Medical School Admissions Myths and Realities

There are many myths that surround medical school admission. 

Myth Reality
I need to major in biology or some other science. You must complete the pre-med coursework requirements to prepare for the MCAT. However, you can major in anything. If you enjoy another subject area, you will likely enjoy school more and earn a higher overall GPA.
If I am in an undergraduate major in UB’s Jacobs School of Medicine and Biomedical Sciences I am accepted as a med student. UB’s Jacobs School of Medicine and Biomedical Sciences offers undergraduate majors leading to Bachelor’s Degrees in Biochemistry, Pharmacology & Toxicology, Biomedical Sciences, Neuroscience, Biotechnology, Medical Technology, and Nuclear Medicine Technology. Acceptance into one of these majors or graduation with these degrees does not guarantee admission into the professional program.
If I do really well as a freshman, it will impress medical schools. Medical schools pay more attention to the trends of your grades. Your freshman grades are not a great indicator of your medical school performance. Your grades will become increasingly important until you apply to medical school. It is best to do well in all your classes, but your overall science GPA is more important.
Freshman year doesn’t count. All your college grades will be considered by admissions committees when you apply for admission to medical schools.
I must take every pre-med prerequisite before I apply. Medical school applications contain a provision for classes you will take before enrolling, but after applying. There is no penalty for doing this, especially if you fill the gaps with other challenging classes that make you a more interesting applicant.
If I don’t finish college in four years I will appear weak. Students with life experience often work better with patients. Taking extra time in or after college (i.e., for a dual major or study abroad) may strengthen your application.

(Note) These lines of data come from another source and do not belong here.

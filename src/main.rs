//! NPlanetary Game Server
//!
//! `nplanetary-server new <FILE> <NUM_PLAYERS>` creates a game and serves it;
//! `nplanetary-server load <FILE>` resumes one.

use std::path::PathBuf;
use std::sync::Arc;

use anyhow::Context;
use clap::{Parser, Subcommand};
use tracing::{info, warn};
use tracing_subscriber::EnvFilter;

use nplanetary::{GameServer, ServerConfig, MAX_PLAYERS, MIN_PLAYERS, VERSION};

#[derive(Parser, Debug)]
#[clap(author, version, about)]
struct Args {
    /// Address to listen on (overrides NPLANETARY_BIND)
    #[clap(long, global = true)]
    bind: Option<std::net::SocketAddr>,

    #[clap(subcommand)]
    command: Command,
}

#[derive(Subcommand, Debug)]
enum Command {
    /// Create a new game and save it to FILE
    New {
        /// Save file
        file: PathBuf,
        /// Number of players
        #[clap(
            value_parser = clap::value_parser!(u8).range(MIN_PLAYERS as i64..=MAX_PLAYERS as i64)
        )]
        num_players: u8,
    },
    /// Resume the game saved in FILE
    Load {
        /// Save file
        file: PathBuf,
    },
}

#[tokio::main]
async fn main() -> anyhow::Result<()> {
    tracing_subscriber::fmt()
        .with_env_filter(
            EnvFilter::try_from_default_env().unwrap_or_else(|_| EnvFilter::new("info")),
        )
        .init();

    let args = Args::parse();
    info!("NPlanetary Server v{}", VERSION);

    let mut config = ServerConfig::from_env();
    if let Some(bind) = args.bind {
        config.bind_addr = bind;
    }

    let server = match args.command {
        Command::New { file, num_players } => {
            GameServer::new_game(config.with_save_path(&file), usize::from(num_players))
                .with_context(|| format!("could not create game at {}", file.display()))?
        }
        Command::Load { file } => GameServer::load_game(config.with_save_path(&file))
            .with_context(|| format!("could not load game from {}", file.display()))?,
    };
    let server = Arc::new(server);

    let signal_server = Arc::clone(&server);
    tokio::spawn(async move {
        match tokio::signal::ctrl_c().await {
            Ok(()) => signal_server.shutdown(),
            Err(e) => warn!("Could not listen for ctrl-c: {}", e),
        }
    });

    server.run().await?;
    Ok(())
}
//! Bases and outposts.
//!
//! Structurally identical installations; bases sit on celestial bodies,
//! outposts sit on asteroid clusters.

use crate::core::{EntityId, HexVector, PlayerId};
use crate::game::storage::{Capacity, CargoHold, FuelTank};

/// A player installation on a celestial body.
#[derive(Clone, Debug, PartialEq, Eq)]
pub struct Base {
    /// Owning player
    pub owner: PlayerId,
    /// Display name
    pub name: String,
    /// Entity id
    pub id: EntityId,
    /// Hex the base occupies
    pub position: HexVector,
    /// Stored cargo
    pub cargo: CargoHold,
    /// Stored fuel
    pub fuel: FuelTank,
}

impl Base {
    /// A new base with empty, unbounded storage.
    pub fn new(
        owner: PlayerId,
        name: impl Into<String>,
        id: EntityId,
        position: HexVector,
    ) -> Self {
        Self {
            owner,
            name: name.into(),
            id,
            position,
            cargo: CargoHold::empty(Capacity::Unbounded),
            fuel: FuelTank::empty(Capacity::Unbounded),
        }
    }
}

/// A player installation on an asteroid cluster.
#[derive(Clone, Debug, PartialEq, Eq)]
pub struct Outpost {
    /// Owning player
    pub owner: PlayerId,
    /// Display name
    pub name: String,
    /// Entity id
    pub id: EntityId,
    /// Hex the outpost occupies
    pub position: HexVector,
    /// Stored cargo
    pub cargo: CargoHold,
    /// Stored fuel
    pub fuel: FuelTank,
}

impl Outpost {
    /// A new outpost with empty, unbounded storage.
    pub fn new(
        owner: PlayerId,
        name: impl Into<String>,
        id: EntityId,
        position: HexVector,
    ) -> Self {
        Self {
            owner,
            name: name.into(),
            id,
            position,
            cargo: CargoHold::empty(Capacity::Unbounded),
            fuel: FuelTank::empty(Capacity::Unbounded),
        }
    }
}

/// Fixed-size ring of base slots around (or on) a body.
///
/// Slot `i` corresponds to the `i`th entry of [`HexVector::adjacent`].
pub type BaseSlots = [Option<Base>; 6];

/// Six empty slots.
pub fn empty_slots() -> BaseSlots {
    Default::default()
}
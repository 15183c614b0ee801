//! Core primitives.
//!
//! Hex-grid coordinates and opaque identifiers shared by every other layer.

pub mod hex;
pub mod id;

// Re-export core types
pub use hex::HexVector;
pub use id::{EntityId, PlayerId};
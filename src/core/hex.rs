//! Axial Hex Vector
//!
//! Integer hex-grid coordinates `(q, r)` with the implied cube axis
//! `s = -q - r`. Positions and velocities both use this type.

use std::fmt;
use std::ops::{Add, Neg, Sub};

/// Axial coordinates on a pointy-top hex grid.
#[derive(Clone, Copy, PartialEq, Eq, Hash, Default)]
pub struct HexVector {
    /// Column axis
    pub q: i32,
    /// Row axis
    pub r: i32,
}

/// Neighbour offsets, starting at `(+1, 0)` and proceeding clockwise.
///
/// Base slot indices and gravity-arrow iteration depend on this order.
pub const NEIGHBOUR_OFFSETS: [HexVector; 6] = [
    HexVector::new(1, 0),
    HexVector::new(0, 1),
    HexVector::new(-1, 1),
    HexVector::new(-1, 0),
    HexVector::new(0, -1),
    HexVector::new(1, -1),
];

impl HexVector {
    /// The origin.
    pub const ZERO: Self = Self { q: 0, r: 0 };

    /// Largest magnitude accepted on any cube axis.
    ///
    /// Within this bound neighbour and difference arithmetic stay inside `i32`.
    pub const LIMIT: i32 = i32::MAX / 2;

    /// Create a new vector.
    #[inline]
    pub const fn new(q: i32, r: i32) -> Self {
        Self { q, r }
    }

    /// Derived third cube coordinate.
    ///
    /// Overflows outside [`Self::in_range`].
    #[inline]
    pub const fn s(self) -> i32 {
        -self.q - self.r
    }

    /// Whether `q`, `r` and `s` all lie within [`Self::LIMIT`].
    pub fn in_range(self) -> bool {
        let limit = i64::from(Self::LIMIT);
        let (q, r) = (i64::from(self.q), i64::from(self.r));
        q.abs() <= limit && r.abs() <= limit && (q + r).abs() <= limit
    }

    /// Hex distance: the largest absolute difference over the three cube axes.
    ///
    /// Saturates at `u32::MAX` for vectors outside [`Self::in_range`].
    #[inline]
    pub fn distance(self, other: Self) -> u32 {
        let (aq, ar) = (i64::from(self.q), i64::from(self.r));
        let (bq, br) = (i64::from(other.q), i64::from(other.r));
        let dq = (aq - bq).abs();
        let dr = (ar - br).abs();
        let ds = ((aq + ar) - (bq + br)).abs();
        u32::try_from(dq.max(dr).max(ds)).unwrap_or(u32::MAX)
    }

    /// Distance from the origin.
    #[inline]
    pub fn length(self) -> u32 {
        self.distance(Self::ZERO)
    }

    /// The six neighbouring hexes in canonical order.
    pub fn adjacent(self) -> [Self; 6] {
        NEIGHBOUR_OFFSETS.map(|offset| self + offset)
    }

    /// Project to screen space for rendering.
    ///
    /// `x = scale * (sqrt(3) * q + sqrt(3) / 2 * r)`, `y = scale * (3 / 2 * r)`.
    pub fn to_screen_space(self, scale: f64) -> (f64, f64) {
        let q = f64::from(self.q);
        let r = f64::from(self.r);
        let sqrt3 = 3f64.sqrt();
        (
            scale * (sqrt3 * q + sqrt3 / 2.0 * r),
            scale * (3.0 / 2.0 * r),
        )
    }
}

impl Add for HexVector {
    type Output = Self;
    #[inline]
    fn add(self, rhs: Self) -> Self {
        Self::new(self.q + rhs.q, self.r + rhs.r)
    }
}

impl Sub for HexVector {
    type Output = Self;
    #[inline]
    fn sub(self, rhs: Self) -> Self {
        Self::new(self.q - rhs.q, self.r - rhs.r)
    }
}

impl Neg for HexVector {
    type Output = Self;
    #[inline]
    fn neg(self) -> Self {
        Self::new(-self.q, -self.r)
    }
}

impl fmt::Debug for HexVector {
    fn fmt(&self, f: &mut fmt::Formatter<'_>) -> fmt::Result {
        write!(f, "Hex({}, {})", self.q, self.r)
    }
}

impl fmt::Display for HexVector {
    fn fmt(&self, f: &mut fmt::Formatter<'_>) -> fmt::Result {
        write!(f, "({}, {})", self.q, self.r)
    }
}

// =============================================================================
// TESTS
// =============================================================================
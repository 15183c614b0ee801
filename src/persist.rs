//! Persistence
//!
//! The save file is the unredacted wire encoding of the game. Writes go to a
//! sibling temporary file which is synced and then renamed over the save
//! path, so a reader sees either the old snapshot or the new one.

use std::fs::{self, File};
use std::io::Write;
use std::path::{Path, PathBuf};

use serde_json::Value;
use tracing::debug;

use crate::game::Game;
use crate::wire::{DecodeError, Wire};

/// Persistence failures.
#[derive(Debug, thiserror::Error)]
pub enum PersistenceError {
    /// Read, write, sync, or rename failed.
    #[error("{op} {path}: {source}")]
    Io {
        /// Operation that failed
        op: &'static str,
        /// File involved
        path: PathBuf,
        /// Underlying error
        #[source]
        source: std::io::Error,
    },

    /// File is not valid JSON.
    #[error("save file is not valid JSON: {0}")]
    Json(#[from] serde_json::Error),

    /// File is JSON but not a valid game.
    #[error(transparent)]
    Decode(#[from] DecodeError),
}

/// Location of a game's save file.
#[derive(Clone, Debug)]
pub struct SaveFile {
    path: PathBuf,
    temp: PathBuf,
}

impl SaveFile {
    /// Save file at `path`; the temporary file sits beside it.
    pub fn new(path: impl Into<PathBuf>) -> Self {
        let path = path.into();
        let mut temp = path.clone().into_os_string();
        temp.push(".tmp");
        Self { path, temp: temp.into() }
    }

    /// Canonical save path.
    pub fn path(&self) -> &Path {
        &self.path
    }

    /// Atomically replace the save file with `game`.
    pub fn save(&self, game: &Game) -> Result<(), PersistenceError> {
        let text = game.encode().to_string();
        self.write_temp(text.as_bytes())?;
        fs::rename(&self.temp, &self.path).map_err(|source| PersistenceError::Io {
            op: "rename",
            path: self.path.clone(),
            source,
        })?;

        debug!("Saved game to {}", self.path.display());
        Ok(())
    }

    /// Read and validate the save file.
    pub fn load(&self) -> Result<Game, PersistenceError> {
        let text = fs::read_to_string(&self.path).map_err(|source| PersistenceError::Io {
            op: "read",
            path: self.path.clone(),
            source,
        })?;
        let value: Value = serde_json::from_str(&text)?;
        Ok(Game::decode(&value)?)
    }

    fn write_temp(&self, bytes: &[u8]) -> Result<(), PersistenceError> {
        let io = |source| PersistenceError::Io {
            op: "write",
            path: self.temp.clone(),
            source,
        };

        let mut file = File::create(&self.temp).map_err(io)?;
        file.write_all(bytes).map_err(io)?;
        file.sync_all().map_err(io)
    }
}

If I drop any of the classes I attempt, I will not be accepted. If you routinely drop classes to get through school, medical school will be difficult for you. However, dropping one or two classes may be practical. An “R” grade is better than an “F.” Every student has one or two difficult semesters, especially at first.
The most important part of my application is my GPA. Academic preparation is the most important piece of your application. However, your application will also consist of letters of recommendation, a personal essay, an activi- ties list, an MCAT score, and an interview. To get into medical school, you should have volunteer/research experience. All of these aspects deserve equal attention.
A high MCAT score will get me into medical school. If you score within the general range for your target school, you have passed a threshold after which other factors will have a strong influence on your application. Research studies have demonstrated that there is no correlation between extremely high MCAT scores and being a good doctor. Aim to do well, but not to be perfect.
I don’t need to prepare for my MCATs if I’m doing well in my pre-med courses. Nearly 50% of all MCAT test takers sit for the MCAT a second time due to inadequate preparation the first time, and many of those people were doing fine in their science courses. Most students who do well on the MCAT spend between 200 to 300 hours preparing for the exam.
The MCAT tests science. I don’t need to worry about verbal. Good reading skills are very important for the MCAT, even the science sections. Medical school admissions officers actually weigh the Verbal Reasoning section the heaviest. They view it as a measure of a student’s ability to learn and communicate.
I can take all my pre-requisite courses at a community college. Completing prerequisite courses at the university level can help to assure the strongest application. Some community college courses in conjunction with the majority of courses taken at UB is fine. Students should meet with the prehealth advisor to discuss the types of courses they will complete at each type of institution.
Repeating a course I did poorly in won’t improve my chances of being accepted. US medical and dental schools will average grades for a repeated course in considera- tion of your science GPA. However, the second grade for a repeated course will be averaged into your UB GPA, which is also important for acceptance. Other profes- sional health programs (i.e., chiropractic, podiatry, optometry, etc.) should be consulted for repeat policies.
I can take only one science course at a time with a minimum number of credits to enhance my GPA. US medical schools carefully analyze transcripts and prefer to see an average of 15 credits hours per semester with challenging academic loads.
I can start volunteering or shadowing just prior to applying to medical school. You should begin volunteer work and shadowing experiences right away. Medical schools want to see an ongoing pattern of volunteer work in varied settings. You should spend as much time as possible getting involved in volunteer work without sacrificing your academic work.
My motivation to pursue a medical career is enough to get me accepted. Students need to possess a number of strengths to be a competitive applicant for medical school. These include strong, consistent grades in the sciences and overall, relevant volunteer experience, strong letters of recommendation, good interpersonal skills, and much more.
There are no other health professions I would enjoy. There are numerous health careers that offer patient interaction, independence, job security, and a sense of reward through helping others. There may be an alternative option to medical school that is better suited to your strengths and interests.
I can take my tough science courses during the summer to ease my load during the fall and spring semesters. Some medical schools specifically state that they prefer that science prerequisites are NOT completed in the summer. You must master the material covered in these courses to do well on the MCAT. Since summer courses go by so quickly, it may be difficult for you to learn the material and retain it for the future.